What you are asked to do: An exact copy of all the data is the expected answer.

(Stored dataset items)
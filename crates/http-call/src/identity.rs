//! Identity-verification client.

use std::time::Duration;

use async_trait::async_trait;
use dispatch::{AdapterError, AuthPayload, Delivery, IdentityVerifier};

use crate::HttpDownstream;

/// Message returned to the caller after a successful login.
pub const LOGIN_MESSAGE: &str = "logged!";

/// Calls `POST {base}/authenticate` on the identity service.
#[derive(Debug, Clone)]
pub struct IdentityClient {
    downstream: HttpDownstream,
}

impl IdentityClient {
    /// Creates a client for the identity service at `base_url`.
    ///
    /// # Errors
    ///
    /// Returns the `reqwest` error if the HTTP client cannot be built.
    pub fn new(base_url: &str, timeout: Duration) -> Result<Self, reqwest::Error> {
        Ok(Self {
            downstream: HttpDownstream::new("identity", base_url, "/authenticate", timeout)?,
        })
    }
}

#[async_trait]
impl IdentityVerifier for IdentityClient {
    async fn authenticate(&self, credentials: &AuthPayload) -> Result<Delivery, AdapterError> {
        let envelope = self.downstream.post(credentials).await?;
        let delivery = Delivery::confirmed(LOGIN_MESSAGE);
        Ok(match envelope.data {
            Some(identity) => delivery.with_data(identity),
            None => delivery,
        })
    }
}
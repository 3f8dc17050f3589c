//! JSON envelope codec.
//!
//! Transport-agnostic: it knows the wire shape of requests and envelopes and
//! nothing about which adapter will serve them. Turning an unknown action into
//! a caller-facing error is the dispatcher's job, not the codec's.

use serde::Deserialize;
use serde_json::Value;

use crate::{Action, AuthPayload, DecodeError, InboundRequest, LogPayload, MailPayload, ResponseEnvelope};

/// Body written if serialising an envelope ever fails.
const FALLBACK_BODY: &[u8] = br#"{"error":true,"message":"internal error"}"#;

/// Payload members of an inbound request. `action` is read separately, first,
/// so that an unrecognised action wins over a badly shaped member.
#[derive(Deserialize)]
struct WireMembers {
    #[serde(default)]
    auth: Option<AuthPayload>,
    #[serde(default)]
    log: Option<LogPayload>,
    #[serde(default)]
    mail: Option<MailPayload>,
}

fn malformed(reason: impl ToString) -> DecodeError {
    DecodeError::Malformed {
        reason: reason.to_string(),
    }
}

/// Decodes an inbound request body.
///
/// # Errors
///
/// - [`DecodeError::Malformed`] when the body is not a JSON object, has no
///   string `action`, or a member does not have the payload shape.
/// - [`DecodeError::UnknownAction`] when `action` is not one of
///   [`Action::ALL`], whatever the members look like.
pub fn decode(bytes: &[u8]) -> Result<InboundRequest, DecodeError> {
    let mut body: Value = serde_json::from_slice(bytes).map_err(malformed)?;
    let object = body
        .as_object_mut()
        .ok_or_else(|| malformed("request body must be a JSON object"))?;

    let raw_action = match object.remove("action") {
        Some(Value::String(action)) => action,
        Some(Value::Null) | None => return Err(malformed("missing field `action`")),
        Some(_) => return Err(malformed("field `action` must be a string")),
    };
    let action = raw_action
        .parse::<Action>()
        .map_err(|unknown| DecodeError::UnknownAction { action: unknown.0 })?;

    let members: WireMembers = serde_json::from_value(body).map_err(malformed)?;
    Ok(InboundRequest {
        action,
        auth: members.auth,
        log: members.log,
        mail: members.mail,
    })
}

/// Encodes a response envelope. Never fails.
pub fn encode(envelope: &ResponseEnvelope) -> Vec<u8> {
    serde_json::to_vec(envelope).unwrap_or_else(|err| {
        tracing::error!(error = %err, "failed to serialise response envelope");
        FALLBACK_BODY.to_vec()
    })
}

/// Decodes a response envelope, enforcing its invariants.
///
/// # Errors
///
/// Returns [`DecodeError::Malformed`] when the body is not an envelope or
/// violates an envelope invariant.
pub fn decode_envelope(bytes: &[u8]) -> Result<ResponseEnvelope, DecodeError> {
    serde_json::from_slice(bytes).map_err(|err| DecodeError::Malformed {
        reason: err.to_string(),
    })
}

Solution for this problem:
filename crates/http-call/src/identity.rs
//! Identity-verification client.

use std::time::Duration;

use async_trait::async_trait;
use dispatch::{AdapterError, AuthPayload, Delivery, IdentityVerifier};

use crate::HttpDownstream;

/// Message returned to the caller after a successful login.
pub const LOGIN_MESSAGE: &str = "logged!";

/// Calls `POST {base}/authenticate` on the identity service.
#[derive(Debug, Clone)]
pub struct IdentityClient {
    downstream: HttpDownstream,
}

impl IdentityClient {
    /// Creates a client for the identity service at `base_url`.
    ///
    /// # Errors
    ///
    /// Returns the `reqwest` error if the HTTP client cannot be built.
    pub fn new(base_url: &str, timeout: Duration) -> Result<Self, reqwest::Error> {
        Ok(Self {
            downstream: HttpDownstream::new("identity", base_url, "/authenticate", timeout)?,
        })
    }
}

#[async_trait]
impl IdentityVerifier for IdentityClient {
    async fn authenticate(&self, credentials: &AuthPayload) -> Result<Delivery, AdapterError> {
        let envelope = self.downstream.post(credentials).await?;
        let delivery = Delivery::confirmed(LOGIN_MESSAGE);
        Ok(match envelope.data {
            Some(identity) => delivery.with_data(identity),
            None => delivery,
        })
    }
}
repository 3f8dc17050f3589c
//! JSON envelope codec.
//!
//! Transport-agnostic: it knows the wire shape of requests and envelopes and
//! nothing about which adapter will serve them. Turning an unknown action into
//! a caller-facing error is the dispatcher's job, not the codec's.

use serde::Deserialize;
use serde_json::Value;

use crate::{Action, AuthPayload, DecodeError, InboundRequest, LogPayload, MailPayload, ResponseEnvelope};

/// Body written if serialising an envelope ever fails.
const FALLBACK_BODY: &[u8] = br#"{"error":true,"message":"internal error"}"#;

/// Payload members of an inbound request. `action` is read separately, first,
/// so that an unrecognised action wins over a badly shaped member.
#[derive(Deserialize)]
struct WireMembers {
    #[serde(default)]
    auth: Option<AuthPayload>,
    #[serde(default)]
    log: Option<LogPayload>,
    #[serde(default)]
    mail: Option<MailPayload>,
}

fn malformed(reason: impl ToString) -> DecodeError {
    DecodeError::Malformed {
        reason: reason.to_string(),
    }
}

/// Decodes an inbound request body.
///
/// # Errors
///
/// - [`DecodeError::Malformed`] when the body is not a JSON object, has no
///   string `action`, or a member does not have the payload shape.
/// - [`DecodeError::UnknownAction`] when `action` is not one of
///   [`Action::ALL`], whatever the members look like.
pub fn decode(bytes: &[u8]) -> Result<InboundRequest, DecodeError> {
    let mut body: Value = serde_json::from_slice(bytes).map_err(malformed)?;
    let object = body
        .as_object_mut()
        .ok_or_else(|| malformed("request body must be a JSON object"))?;

    let raw_action = match object.remove("action") {
        Some(Value::String(action)) => action,
        Some(Value::Null) | None => return Err(malformed("missing field `action`")),
        Some(_) => return Err(malformed("field `action` must be a string")),
    };
    let action = raw_action
        .parse::<Action>()
        .map_err(|unknown| DecodeError::UnknownAction { action: unknown.0 })?;

    let members: WireMembers = serde_json::from_value(body).map_err(malformed)?;
    Ok(InboundRequest {
        action,
        auth: members.auth,
        log: members.log,
        mail: members.mail,
    })
}

/// Encodes a response envelope. Never fails.
pub fn encode(envelope: &ResponseEnvelope) -> Vec<u8> {
    serde_json::to_vec(envelope).unwrap_or_else(|err| {
        tracing::error!(error = %err, "failed to serialise response envelope");
        FALLBACK_BODY.to_vec()
    })
}

/// Decodes a response envelope, enforcing its invariants.
///
/// # Errors
///
/// Returns [`DecodeError::Malformed`] when the body is not an envelope or
/// violates an envelope invariant.
pub fn decode_envelope(bytes: &[u8]) -> Result<ResponseEnvelope, DecodeError> {
    serde_json::from_slice(bytes).map_err(|err| DecodeError::Malformed {
        reason: err.to_string(),
    })
}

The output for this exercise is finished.